According to a company press release published in December 2022, Poseida believes that P-MUC1C-ALLO1 has the potential to treat a wide range of solid tumours derived from epithelial cells, including breast, ovarian, colorectal, lung, pancreatic and renal carcinomas, as well as other tumours that express a cancer-specific form of MUC1-C. Poseida previously demonstrated the elimination of tumour cells to undetectable levels in pre-clinical models of both breast and ovarian cancer. Read more about Poseida's unique approaches to gene editing, delivery and optimisation of allogeneic cell therapies in our interview with then CEO Eric Ostertag here.
CRISPR-edited checkpoint cell therapy for multiple gastrointestinal cancers (Phase 1/2)
New York-based Intima Bioscience is sponsoring a clinical trial that explores gene-edited immune checkpoint tumour infiltrating lympocyte (TIL) therapy for Stage IV metastatic GI cancers, including GI epithelial cancer, colorectal cancer, pancreatic cancer, gall bladder cancer, colon cancer, oesophageal cancer and stomach cancer. The experimental therapy is derived from patient cells (i.e. autologous).

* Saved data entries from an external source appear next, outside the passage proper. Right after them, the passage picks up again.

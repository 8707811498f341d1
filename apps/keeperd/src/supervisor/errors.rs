use keeper_core::proto::{ErrorCode, RpcError};
use keeper_provision::ProvisionError;
use keeper_rcon::RconError;
use thiserror::Error;

#[derive(Debug, Error)]
pub enum SupervisorError {
    #[error("another lifecycle operation is in progress")]
    Busy,

    #[error("server is not running")]
    NotRunning,

    #[error(transparent)]
    Provision(#[from] ProvisionError),

    #[error(transparent)]
    Rcon(#[from] RconError),

    #[error("failed to {action} server process: {source}")]
    Process {
        action: &'static str,
        #[source]
        source: std::io::Error,
    },
}

impl From<SupervisorError> for RpcError {
    fn from(e: SupervisorError) -> Self {
        match e {
            SupervisorError::Provision(err) => err.into(),
            SupervisorError::Rcon(err) => err.into(),
            SupervisorError::Busy => RpcError::new(ErrorCode::Busy, e.to_string()),
            SupervisorError::NotRunning => RpcError::new(ErrorCode::NotRunning, e.to_string()),
            SupervisorError::Process { .. } => RpcError::new(ErrorCode::IoError, e.to_string()),
        }
    }
}
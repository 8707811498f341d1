use serde::{Deserialize, Serialize};

use super::{RpcError, UnixMillis};

#[derive(Debug, Clone, Serialize, Deserialize)]
pub struct DaemonStatus {
    pub daemon_version: String,
    pub protocol_version: u32,
    pub pid: i32,
    pub uptime_ms: u64,
}

#[derive(Debug, Clone, Serialize, Deserialize, PartialEq, Eq)]
#[serde(tag = "state", content = "data")]
pub enum ServerStatus {
    Idle {},

    Running { pid: i32, started_at_ms: UnixMillis },

    Exited { exit: ExitInfo, at_ms: UnixMillis },
}

impl ServerStatus {
    pub fn is_running(&self) -> bool {
        matches!(self, ServerStatus::Running { .. })
    }
}

#[derive(Debug, Clone, Serialize, Deserialize, PartialEq, Eq)]
pub struct ExitInfo {
    pub code: Option<i32>,
    pub signal: Option<i32>,
}

#[derive(Debug, Clone, Serialize, Deserialize, PartialEq, Eq)]
#[serde(tag = "outcome", content = "data")]
pub enum StartOutcome {
    Started { pid: i32, started_at_ms: UnixMillis },
    AlreadyRunning {},
}

impl StartOutcome {
    pub fn describe(&self) -> String {
        match self {
            StartOutcome::Started { pid, .. } => format!("Server started (pid {pid})."),
            StartOutcome::AlreadyRunning {} => "Server is already running.".to_string(),
        }
    }
}

#[derive(Debug, Clone, Serialize, Deserialize, PartialEq, Eq)]
#[serde(tag = "outcome", content = "data")]
pub enum StopOutcome {
    Stopped { exit: ExitInfo, stopped_at_ms: UnixMillis },
    NotRunning {},
    /// RCON refused the stop command; the process is still considered running.
    NotResponding { detail: String },
}

impl StopOutcome {
    pub fn describe(&self) -> String {
        match self {
            StopOutcome::Stopped { exit, .. } => match exit.code {
                Some(code) => format!("Server stopped with return code {code}."),
                None => "Server stopped.".to_string(),
            },
            StopOutcome::NotRunning {} => "Server is not running.".to_string(),
            StopOutcome::NotResponding { .. } => {
                "Server is not responding. Is the server running?".to_string()
            }
        }
    }
}

/// Restart is stop followed by start; both halves are reported.
#[derive(Debug, Clone, Serialize, Deserialize)]
pub struct RestartReport {
    pub stop: StopOutcome,
    pub start: Option<StartOutcome>,
    pub start_error: Option<RpcError>,
}

impl RestartReport {
    pub fn describe(&self) -> String {
        let start = match (&self.start, &self.start_error) {
            (Some(outcome), _) => outcome.describe(),
            (None, Some(err)) => format!("Start failed: {}", err.message),
            (None, None) => "Start skipped.".to_string(),
        };
        format!("{}\n{}", self.stop.describe(), start)
    }
}

#[derive(Debug, Clone, Serialize, Deserialize, PartialEq, Eq)]
#[serde(tag = "step", content = "data")]
pub enum SetupStep {
    Applied {},
    /// The file does not exist yet; the server creates it on first launch.
    Missing {},
    Failed { message: String },
}

#[derive(Debug, Clone, Serialize, Deserialize, PartialEq, Eq)]
pub struct SetupReport {
    pub eula: SetupStep,
    pub rcon: SetupStep,
}

#[derive(Debug, Clone, Serialize, Deserialize, PartialEq, Eq)]
pub struct OnlinePlayers {
    pub online: u32,
    pub max: u32,
    pub names: Vec<String>,
}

A Phase 1/2 trial to evaluate the safety and efficacy of the candidate therapy is ongoing in adults with Stage IV metastatic GI cancer who have had at least one first line standard therapy and who are in reasonably good health. A total of 20 adult participants are expected to be enroled in this trial. The principle investigator is gastrointestinal oncologist Emil Lou (previously interviewed by CRISPR Medicine News) at the Masonic Cancer Center at the University of Minnesota (UMN).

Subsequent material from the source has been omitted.